#[cfg(test)]
mod tests {
    use super::*;
    use crate::db::test_conn;
    use crate::users::{insert_product, insert_user};

    fn seed(conn: &Connection) {
        insert_user(conn, "seller", "Sam Seller", "sam@example.com", "seller", false).unwrap();
        insert_user(conn, "alice", "Alice", "alice@example.com", "buyer", false).unwrap();
        insert_user(conn, "bob", "Bob", "bob@example.com", "buyer", false).unwrap();
        insert_product(conn, "p1", "seller", "Organic Apples").unwrap();
        insert_product(conn, "p2", "seller", "Fresh Carrots").unwrap();
    }

    #[test]
    fn top_level_comment_notifies_the_seller() {
        let conn = test_conn();
        seed(&conn);

        let (comment, notification) =
            create_with_notification(&conn, "p1", "alice", "Are these in season?", None).unwrap();
        assert!(comment.parent_id.is_none());

        let (notification, _email) = notification.expect("seller should be notified");
        assert_eq!(notification.recipient_id, "seller");
        assert_eq!(notification.kind, "comment");
    }

    #[test]
    fn reply_notifies_the_parent_author_only() {
        let conn = test_conn();
        seed(&conn);

        let (parent, _) =
            create_with_notification(&conn, "p1", "alice", "Are these in season?", None).unwrap();
        let (reply, notification) =
            create_with_notification(&conn, "p1", "bob", "They are!", Some(&parent.id)).unwrap();

        assert_eq!(reply.parent_id.as_deref(), Some(parent.id.as_str()));
        let (notification, _email) = notification.expect("parent author should be notified");
        assert_eq!(notification.recipient_id, "alice");
    }

    #[test]
    fn self_reply_produces_no_notification() {
        let conn = test_conn();
        seed(&conn);

        let (parent, _) =
            create_with_notification(&conn, "p1", "alice", "Anyone know?", None).unwrap();
        let (_, notification) =
            create_with_notification(&conn, "p1", "alice", "Never mind", Some(&parent.id))
                .unwrap();
        assert!(notification.is_none());

        // Seller commenting on their own product is also silent
        let (_, notification) =
            create_with_notification(&conn, "p1", "seller", "Back in stock", None).unwrap();
        assert!(notification.is_none());
    }

    #[test]
    fn reply_to_reply_is_rejected() {
        let conn = test_conn();
        seed(&conn);

        let (parent, _) = create_with_notification(&conn, "p1", "alice", "Top", None).unwrap();
        let (reply, _) =
            create_with_notification(&conn, "p1", "bob", "Reply", Some(&parent.id)).unwrap();

        let err = create_with_notification(&conn, "p1", "alice", "Deeper", Some(&reply.id))
            .unwrap_err();
        assert!(matches!(err, ApiError::Validation(_)));
    }

    #[test]
    fn parent_must_belong_to_the_same_product() {
        let conn = test_conn();
        seed(&conn);

        let (parent, _) = create_with_notification(&conn, "p1", "alice", "Top", None).unwrap();
        let err = create_with_notification(&conn, "p2", "bob", "Wrong place", Some(&parent.id))
            .unwrap_err();
        assert!(matches!(err, ApiError::Validation(_)));
    }

    #[test]
    fn delete_cascades_to_exactly_its_replies() {
        let conn = test_conn();
        seed(&conn);

        let (doomed, _) = create_with_notification(&conn, "p1", "alice", "Doomed", None).unwrap();
        create_with_notification(&conn, "p1", "bob", "r1", Some(&doomed.id)).unwrap();
        create_with_notification(&conn, "p1", "seller", "r2", Some(&doomed.id)).unwrap();

        let (survivor, _) =
            create_with_notification(&conn, "p1", "bob", "Survivor", None).unwrap();
        create_with_notification(&conn, "p1", "alice", "r3", Some(&survivor.id)).unwrap();

        let replies_deleted = delete_cascade(&conn, &doomed.id, "alice").unwrap();
        assert_eq!(replies_deleted, 2);

        let remaining = list_for_product(&conn, "p1").unwrap();
        assert_eq!(remaining.len(), 1);
        assert_eq!(remaining[0].comment.id, survivor.id);
        assert_eq!(remaining[0].replies.len(), 1);
    }

    #[test]
    fn only_the_author_may_edit_or_delete() {
        let conn = test_conn();
        seed(&conn);

        let (comment, _) = create_with_notification(&conn, "p1", "alice", "Mine", None).unwrap();

        assert!(matches!(
            edit(&conn, &comment.id, "bob", "Hijacked"),
            Err(ApiError::Forbidden(_))
        ));
        assert!(matches!(
            delete_cascade(&conn, &comment.id, "bob"),
            Err(ApiError::Forbidden(_))
        ));

        let edited = edit(&conn, &comment.id, "alice", "Mine, edited").unwrap();
        assert_eq!(edited.content, "Mine, edited");
    }

    #[test]
    fn listing_nests_replies_newest_top_level_first() {
        let conn = test_conn();
        seed(&conn);

        let (older, _) = create_with_notification(&conn, "p1", "alice", "Older", None).unwrap();
        let (newer, _) = create_with_notification(&conn, "p1", "bob", "Newer", None).unwrap();
        create_with_notification(&conn, "p1", "bob", "Reply to older", Some(&older.id)).unwrap();

        let views = list_for_product(&conn, "p1").unwrap();
        assert_eq!(views.len(), 2);
        assert_eq!(views[0].comment.id, newer.id);
        assert_eq!(views[1].comment.id, older.id);
        assert_eq!(views[1].replies.len(), 1);
        assert_eq!(views[1].replies[0].author_name, "Bob");
    }
}
use rusqlite_migration::{Migrations, M};

/// Define all schema migrations.
/// Uses SQLite user_version pragma for tracking — no migration table needed.
pub fn migrations() -> Migrations<'static> {
    Migrations::new(vec![M::up(
        "-- Migration 1: Initial schema

CREATE TABLE users (
    id TEXT PRIMARY KEY,
    name TEXT NOT NULL,
    email TEXT NOT NULL UNIQUE,
    role TEXT NOT NULL DEFAULT 'buyer',
    verified INTEGER NOT NULL DEFAULT 0,
    email_notifications INTEGER NOT NULL DEFAULT 0,
    created_at TEXT NOT NULL
);

CREATE TABLE products (
    id TEXT PRIMARY KEY,
    seller_id TEXT NOT NULL,
    title TEXT NOT NULL,
    created_at TEXT NOT NULL,
    FOREIGN KEY (seller_id) REFERENCES users(id)
);

CREATE INDEX idx_products_seller ON products(seller_id);

CREATE TABLE chat_messages (
    id TEXT PRIMARY KEY,
    sender_id TEXT NOT NULL,
    receiver_id TEXT NOT NULL,
    content TEXT NOT NULL,
    seen INTEGER NOT NULL DEFAULT 0,
    created_at TEXT NOT NULL,
    FOREIGN KEY (sender_id) REFERENCES users(id),
    FOREIGN KEY (receiver_id) REFERENCES users(id)
);

CREATE INDEX idx_chat_messages_pair ON chat_messages(sender_id, receiver_id);

CREATE TABLE notifications (
    id TEXT PRIMARY KEY,
    recipient_id TEXT NOT NULL,
    sender_id TEXT,
    kind TEXT NOT NULL,
    message TEXT NOT NULL,
    seen INTEGER NOT NULL DEFAULT 0,
    created_at TEXT NOT NULL,
    FOREIGN KEY (recipient_id) REFERENCES users(id)
);

CREATE INDEX idx_notifications_recipient ON notifications(recipient_id);

CREATE TABLE comments (
    id TEXT PRIMARY KEY,
    product_id TEXT NOT NULL,
    author_id TEXT NOT NULL,
    content TEXT NOT NULL,
    parent_id TEXT,
    created_at TEXT NOT NULL,
    updated_at TEXT NOT NULL,
    FOREIGN KEY (product_id) REFERENCES products(id),
    FOREIGN KEY (author_id) REFERENCES users(id),
    FOREIGN KEY (parent_id) REFERENCES comments(id)
);

CREATE INDEX idx_comments_product ON comments(product_id);
CREATE INDEX idx_comments_parent ON comments(parent_id);
",
    )])
}
use axum::{
    extract::{
        ws::{CloseFrame, Message, WebSocket, WebSocketUpgrade},
        Query, State,
    },
    response::Response,
};
use serde::Deserialize;

use crate::state::AppState;
use crate::ws::actor;

/// Query parameters for WebSocket connection. The client announces its
/// own user id on connect, mirroring the join event of the original web
/// client; identity verification is an upstream concern.
#[derive(Debug, Deserialize)]
pub struct WsConnectQuery {
    pub user_id: String,
}

/// Close code for a connect attempt with no usable user id.
const CLOSE_MISSING_USER: u16 = 4000;

/// GET /ws?user_id=...
/// WebSocket upgrade endpoint. On success, spawns an actor for the
/// connection; with an empty user id, upgrades then immediately closes.
pub async fn ws_upgrade(
    State(state): State<AppState>,
    Query(params): Query<WsConnectQuery>,
    ws: WebSocketUpgrade,
) -> Response {
    if params.user_id.trim().is_empty() {
        tracing::warn!("WebSocket connect without user id");
        return ws.on_upgrade(move |mut socket: WebSocket| async move {
            let close_frame = CloseFrame {
                code: CLOSE_MISSING_USER,
                reason: "user_id required".into(),
            };
            let _ = socket.send(Message::Close(Some(close_frame))).await;
        });
    }

    ws.on_upgrade(move |socket| actor::run_connection(socket, state, params.user_id))
}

• [WORK INSTRUCTIONS]:
Whenever the string "remaining" shows up in a line of the records, that line counts; state how many lines count, and only that.

• [OUTPUT FOR THIS EXERCISE]:
4